Une conférence chantée et un concert exceptionnels
Au début du mois, s'est tenu à Quimperlé le congrès de la Société d’histoire et d’archéologie de Bretagne (la SHAB). Au programme figurait une conférence publique à deux voix, dont l'originalité était qu'elle était assurée par une historienne, Eva Guillorel (maître de conférences d'histoire moderne à l'université de Caen), et par une interprète de chants traditionnels, en l'occurrence Marthe Vassallo.
Quand l'une présentait les éléments du dossier et développait son analyse du sujet, l'autre les illustrait d'extraits des gwerziou de son répertoire, en y introduisant son petit grain de sel et en témoignant de sa relation personnelle à ce type de chansons. La complicité entre les deux intervenantes était totale.

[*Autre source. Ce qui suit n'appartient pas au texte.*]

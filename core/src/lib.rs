//! One-shot TCP client for the index page.
//!
//! # Overview
//! Opens a single connection to `127.0.0.1` (port 34567 unless overridden),
//! writes a fixed `GET /index.html` request line, reads one chunk of at most
//! 4096 bytes, prints it and closes the socket. The reply is never parsed.
//!
//! # Design
//! - `Endpoint` is immutable and built once from the optional port argument.
//! - `exchange` is the host-does-IO half: it runs the write/read pair over any
//!   `Read + Write` stream, so it is testable without a socket.
//! - `run` owns the real `TcpStream` for its whole lifetime; the stream is
//!   closed on drop, which covers every error path as well.

pub mod client;
pub mod endpoint;
pub mod error;
pub mod http;

pub use client::{exchange, run, Exchange};
pub use endpoint::{Endpoint, DEFAULT_HOST, DEFAULT_PORT};
pub use error::ClientError;
pub use http::{ByteStr, RECV_BUFFER_LEN, REQUEST};
//! The single request/response exchange.
//!
//! # Design
//! `exchange` does the write/read pair over a caller-supplied stream and
//! touches nothing else. `run` wraps it with the real socket and the operator
//! progress lines. The `TcpStream` lives in `run`'s scope only, so it is
//! closed on drop whether the exchange succeeds or not.

use std::fmt;
use std::io::{self, Read, Write};
use std::net::TcpStream;

use tracing::debug;

use crate::endpoint::Endpoint;
use crate::error::ClientError;
use crate::http::{ByteStr, RECV_BUFFER_LEN, REQUEST};

/// Outcome of one exchange.
#[derive(Debug, Clone, PartialEq, Eq)]
pub struct Exchange {
    /// Bytes handed to the transport. Always `REQUEST.len()` on success.
    pub sent: usize,
    /// Bytes returned by the single read; empty when the peer closed first.
    pub response: Vec<u8>,
}

/// Write [`REQUEST`] once, then read at most [`RECV_BUFFER_LEN`] bytes once.
///
/// Anything the peer sends past the first read is left in the stream.
pub fn exchange<S: Read + Write + ?Sized>(stream: &mut S) -> Result<Exchange, ClientError> {
    stream.write_all(REQUEST).map_err(ClientError::Send)?;
    stream.flush().map_err(ClientError::Send)?;
    debug!(bytes = REQUEST.len(), "request sent");

    let mut buf = vec![0u8; RECV_BUFFER_LEN];
    let n = loop {
        match stream.read(&mut buf) {
            Ok(n) => break n,
            Err(err) if err.kind() == io::ErrorKind::Interrupted => continue,
            Err(err) => return Err(ClientError::Receive(err)),
        }
    };
    buf.truncate(n);
    debug!(bytes = n, "response received");

    Ok(Exchange {
        sent: REQUEST.len(),
        response: buf,
    })
}

/// Connect to `endpoint`, perform one exchange and report each step to `out`.
///
/// Returns the raw response bytes. A zero-length response is a success.
pub fn run<W: Write + ?Sized>(endpoint: &Endpoint, out: &mut W) -> Result<Vec<u8>, ClientError> {
    line(out, format_args!("Creating our socket."))?;
    line(
        out,
        format_args!(
            "Connecting to \nIP: {} \nPort: {}",
            endpoint.host(),
            endpoint.port()
        ),
    )?;

    let addr = endpoint.socket_addr();
    debug!(%addr, "connecting");
    let mut stream =
        TcpStream::connect(addr).map_err(|source| ClientError::Connect { addr, source })?;
    debug!(%addr, "connected");

    line(out, format_args!("Sending: {}", ByteStr(REQUEST)))?;
    let Exchange { response, .. } = exchange(&mut stream)?;
    line(out, format_args!("Response: {}", ByteStr(&response)))?;

    line(out, format_args!("Closing socket."))?;
    drop(stream);
    debug!(%addr, "closed");

    Ok(response)
}

fn line<W: Write + ?Sized>(out: &mut W, args: fmt::Arguments<'_>) -> Result<(), ClientError> {
    writeln!(out, "{args}").map_err(ClientError::Output)
}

Femmes victimes, femmes coupables ?
Mais de quoi donc était-il question ? Une thématique autour de la chanson collectée s'imposait au pays de La Villemarqué. L'intitulé retenu pour la conférence était le suivant :
- Femmes victimes, femmes coupables ? La société bretonne d'Ancien Régime au prisme des complaintes de tradition orale (voir message du 28 août).
Eva Guillorel a mis en évidence dans sa thèse et dans ses travaux que les gwerziou (les complaintes de tradition orale en langue bretonne) pouvaient être une source documentaire remarquable pour l'étude de la société bretonne des XVIe et XVIIe siècles : elles permettent d'éclairer les comportements et les sensibilités d'individus et de groupes dont on retrouve moins de traces que pour d'autres dans les archives écrites. C'est notamment le cas des femmes, très présentes dans les gwerziou dans la mesure où elles en sont les protagonistes et qu'elles en ont été également les interprètes qui ont contribué aux collectages du XIXe siècle.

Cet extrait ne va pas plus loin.